The project contains code to process and store data from a number of different platforms. Each data set is assigned a separate schema in Redshift, allowing multiple data sets to be generated from the same platform (for example, we can have one data set from edx.org, and another from edge.edx.org).
The ETL process is designed to operate over many data sets, each of which is updated and processed (mostly) asynchronously. On every run, the data set is downloaded, normalized, transformed and enhanced and loaded into Redshift.

The data pipeline step runs on Amazon's Elastic Map Reduce service, and performs the majority of the data processing. Each pipeline is dynamically generated to account for not only the data set that it is processing, but the specific tables that are present in the data dump.

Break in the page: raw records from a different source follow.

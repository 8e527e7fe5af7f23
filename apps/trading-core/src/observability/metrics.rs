//! Prometheus metrics for the trading core.
//!
//! Covers the broker gateway (rate limiting, retries, circuit breaker), order
//! lifecycle, position reconciliation, capital and the discipline gate.
//! Recording is a no-op until a recorder is installed, so components call
//! these freely.
//!
//! # Example
//!
//! ```ignore
//! use trading_core::config::MetricsConfig;
//! use trading_core::observability::{init_metrics, metrics};
//!
//! init_metrics(&MetricsConfig { enabled: true, ..Default::default() })?;
//! metrics::record_order_submission("scripted", "market");
//! ```

use std::net::SocketAddr;

use metrics::{counter, gauge, histogram};
use metrics_exporter_prometheus::PrometheusBuilder;

use crate::config::MetricsConfig;
use crate::resilience::CircuitState;

/// Latency buckets from 1ms to 60s; order fills can take tens of seconds.
const LATENCY_BUCKETS: &[f64] = &[
    0.001, 0.005, 0.01, 0.05, 0.1, 0.25, 0.5, 1.0, 2.5, 5.0, 10.0, 30.0, 60.0,
];

/// Initialize the Prometheus metrics exporter.
///
/// Starts an HTTP listener exposing `/metrics` when `config.enabled` is set;
/// otherwise does nothing.
///
/// # Errors
///
/// Returns an error if the listen address is invalid or the exporter fails to
/// start (e.g., port already in use).
pub fn init_metrics(config: &MetricsConfig) -> Result<(), MetricsError> {
    if !config.enabled {
        tracing::debug!("Metrics exporter disabled");
        return Ok(());
    }

    let addr: SocketAddr = config
        .listen_addr
        .parse()
        .map_err(|e| MetricsError::Configuration(format!("{}: {e}", config.listen_addr)))?;

    PrometheusBuilder::new()
        .with_http_listener(addr)
        .set_buckets(LATENCY_BUCKETS)
        .map_err(|e| MetricsError::Configuration(e.to_string()))?
        .install()
        .map_err(|e| MetricsError::Installation(e.to_string()))?;

    tracing::info!(addr = %addr, "Prometheus metrics exporter started");

    Ok(())
}

/// Error type for metrics operations.
#[derive(Debug, thiserror::Error)]
pub enum MetricsError {
    /// Failed to configure metrics exporter.
    #[error("metrics configuration error: {0}")]
    Configuration(String),
    /// Failed to install metrics exporter.
    #[error("metrics installation error: {0}")]
    Installation(String),
}

// ============================================================================
// Gateway Metrics
// ============================================================================

/// Record a gateway call and its latency.
///
/// * `status` - `"ok"` or the error category (e.g. `"network_error"`)
pub fn record_gateway_call(broker: &str, operation: &str, status: &str, latency_seconds: f64) {
    counter!(
        "gateway_calls_total",
        "broker" => broker.to_string(),
        "operation" => operation.to_string(),
        "status" => status.to_string()
    )
    .increment(1);

    histogram!(
        "gateway_call_latency_seconds",
        "broker" => broker.to_string(),
        "operation" => operation.to_string()
    )
    .record(latency_seconds);
}

/// Record a request that could not obtain a rate-limit permit in time.
pub fn record_rate_limited(broker: &str) {
    counter!("rate_limiter_rejections_total", "broker" => broker.to_string()).increment(1);
}

/// Record a retry attempt after a transient failure.
pub fn record_retry(operation: &str, category: &str) {
    counter!(
        "retry_attempts_total",
        "operation" => operation.to_string(),
        "category" => category.to_string()
    )
    .increment(1);
}

/// Gauge values for circuit breaker state.
pub mod circuit_breaker_state {
    /// Circuit is closed (healthy).
    pub const CLOSED: f64 = 0.0;
    /// Circuit is open (failing).
    pub const OPEN: f64 = 1.0;
    /// Circuit is half-open (probing).
    pub const HALF_OPEN: f64 = 2.0;
}

const fn circuit_state_value(state: CircuitState) -> f64 {
    match state {
        CircuitState::Closed => circuit_breaker_state::CLOSED,
        CircuitState::Open => circuit_breaker_state::OPEN,
        CircuitState::HalfOpen => circuit_breaker_state::HALF_OPEN,
    }
}

/// Record a circuit breaker state change.
pub fn record_circuit_transition(name: &str, to: CircuitState) {
    gauge!("circuit_breaker_state", "name" => name.to_string()).set(circuit_state_value(to));

    counter!(
        "circuit_breaker_transitions_total",
        "name" => name.to_string(),
        "to" => to.to_string()
    )
    .increment(1);
}

/// Record a call rejected because the circuit was open.
pub fn record_circuit_rejected(name: &str) {
    counter!("circuit_breaker_rejected_total", "name" => name.to_string()).increment(1);
}

/// Record a broker health probe result.
pub fn record_health_check(broker: &str, healthy: bool) {
    counter!(
        "broker_health_checks_total",
        "broker" => broker.to_string(),
        "healthy" => healthy.to_string()
    )
    .increment(1);
}

// ============================================================================
// Order Lifecycle Metrics
// ============================================================================

/// Record an order accepted by the broker.
pub fn record_order_submission(broker: &str, order_kind: &str) {
    counter!(
        "order_submissions_total",
        "broker" => broker.to_string(),
        "order_kind" => order_kind.to_string()
    )
    .increment(1);
}

/// Record the final outcome of an order.
///
/// * `outcome` - `"complete"`, `"rejected"`, `"cancelled"` or `"timeout"`
/// * `latency_seconds` - Time from submission to the outcome
pub fn record_order_outcome(broker: &str, outcome: &str, latency_seconds: f64) {
    counter!(
        "order_outcomes_total",
        "broker" => broker.to_string(),
        "outcome" => outcome.to_string()
    )
    .increment(1);

    histogram!(
        "order_latency_seconds",
        "broker" => broker.to_string(),
        "outcome" => outcome.to_string()
    )
    .record(latency_seconds);
}

/// Update the active orders gauge.
pub fn update_active_orders(broker: &str, count: usize) {
    gauge!("active_orders", "broker" => broker.to_string()).set(count as f64);
}

// ============================================================================
// Reconciliation Metrics
// ============================================================================

/// Record a reconciliation run.
///
/// * `status` - `"ok"`, `"mismatch"` or `"skipped"`
pub fn record_reconciliation(status: &str, duration_seconds: f64) {
    counter!("reconciliation_runs_total", "status" => status.to_string()).increment(1);
    histogram!("reconciliation_duration_seconds").record(duration_seconds);
}

/// Record a detected position discrepancy.
pub fn record_discrepancy(kind: &str) {
    counter!("position_discrepancies_total", "kind" => kind.to_string()).increment(1);
}

// ============================================================================
// Capital & Discipline Metrics
// ============================================================================

/// Update the capital available for the next session.
pub fn update_available_capital(capital: f64) {
    gauge!("available_capital").set(capital);
}

/// Record a trade denied by the discipline gate.
pub fn record_discipline_denial(reason: &str) {
    counter!("discipline_denials_total", "reason" => reason.to_string()).increment(1);
}

#[cfg(test)]
mod tests {
    use super::*;

    #[test]
    fn test_latency_buckets_are_sorted() {
        assert!(LATENCY_BUCKETS.windows(2).all(|w| w[0] < w[1]));
        assert!((LATENCY_BUCKETS[0] - 0.001).abs() < f64::EPSILON);
    }

    #[test]
    fn test_disabled_metrics_is_noop() {
        let config = MetricsConfig::default();
        assert!(init_metrics(&config).is_ok());
    }

    #[test]
    fn test_invalid_listen_addr_is_configuration_error() {
        let config = MetricsConfig {
            enabled: true,
            listen_addr: "not-an-address".to_string(),
        };
        assert!(matches!(
            init_metrics(&config),
            Err(MetricsError::Configuration(_))
        ));
    }

    #[test]
    fn test_circuit_state_values() {
        let cases = [
            (CircuitState::Closed, circuit_breaker_state::CLOSED),
            (CircuitState::Open, circuit_breaker_state::OPEN),
            (CircuitState::HalfOpen, circuit_breaker_state::HALF_OPEN),
        ];
        for (state, expected) in cases {
            assert!((circuit_state_value(state) - expected).abs() < f64::EPSILON);
        }
    }

    #[test]
    fn test_recording_without_recorder_does_not_panic() {
        // Actual metric recording requires an installed recorder
        record_gateway_call("scripted", "submit_order", "ok", 0.015);
        record_rate_limited("scripted");
        record_retry("get_positions", "network_error");
        record_circuit_transition("scripted", CircuitState::Open);
        record_circuit_rejected("scripted");
        record_health_check("scripted", false);
        record_order_submission("scripted", "limit");
        record_order_outcome("scripted", "complete", 2.5);
        update_active_orders("scripted", 3);
        record_reconciliation("mismatch", 0.2);
        record_discrepancy("quantity_mismatch");
        update_available_capital(920.0);
        record_discipline_denial("cooldown");
    }
}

To keep the dependencies in the pipeline reasonable, the pipeline is split into several distinct phases.

While the phases are not required for correctness, they make it easier to reason about the various steps that occur during the pipeline run.
- Data Pipeline and Elastic Map Reduce (EMR) Setup
- Phase 1: Identity Management
- Phase 2: Full Text Extraction
- Phase 3: Data Transformation
- Storing to Redshift
The infrastructure is designed to cope with constantly-evolving data schemas, as more tables and fields are added to existing data sets. We generate a large amount of the code that is specific to data sets to avoid having to create masses of copied and pasted code. The Java SDKs and certain Hadoop jobs are automatically generated on each run, meaning that for most schema changes it is only necessary to update a configuration file with the changes, rather than editing Java code.
There is a set of fixed resources that are required on AWS. For convenience, we maintain separate development and production instances of many structures (such as Redshift, Dynamo tables etc).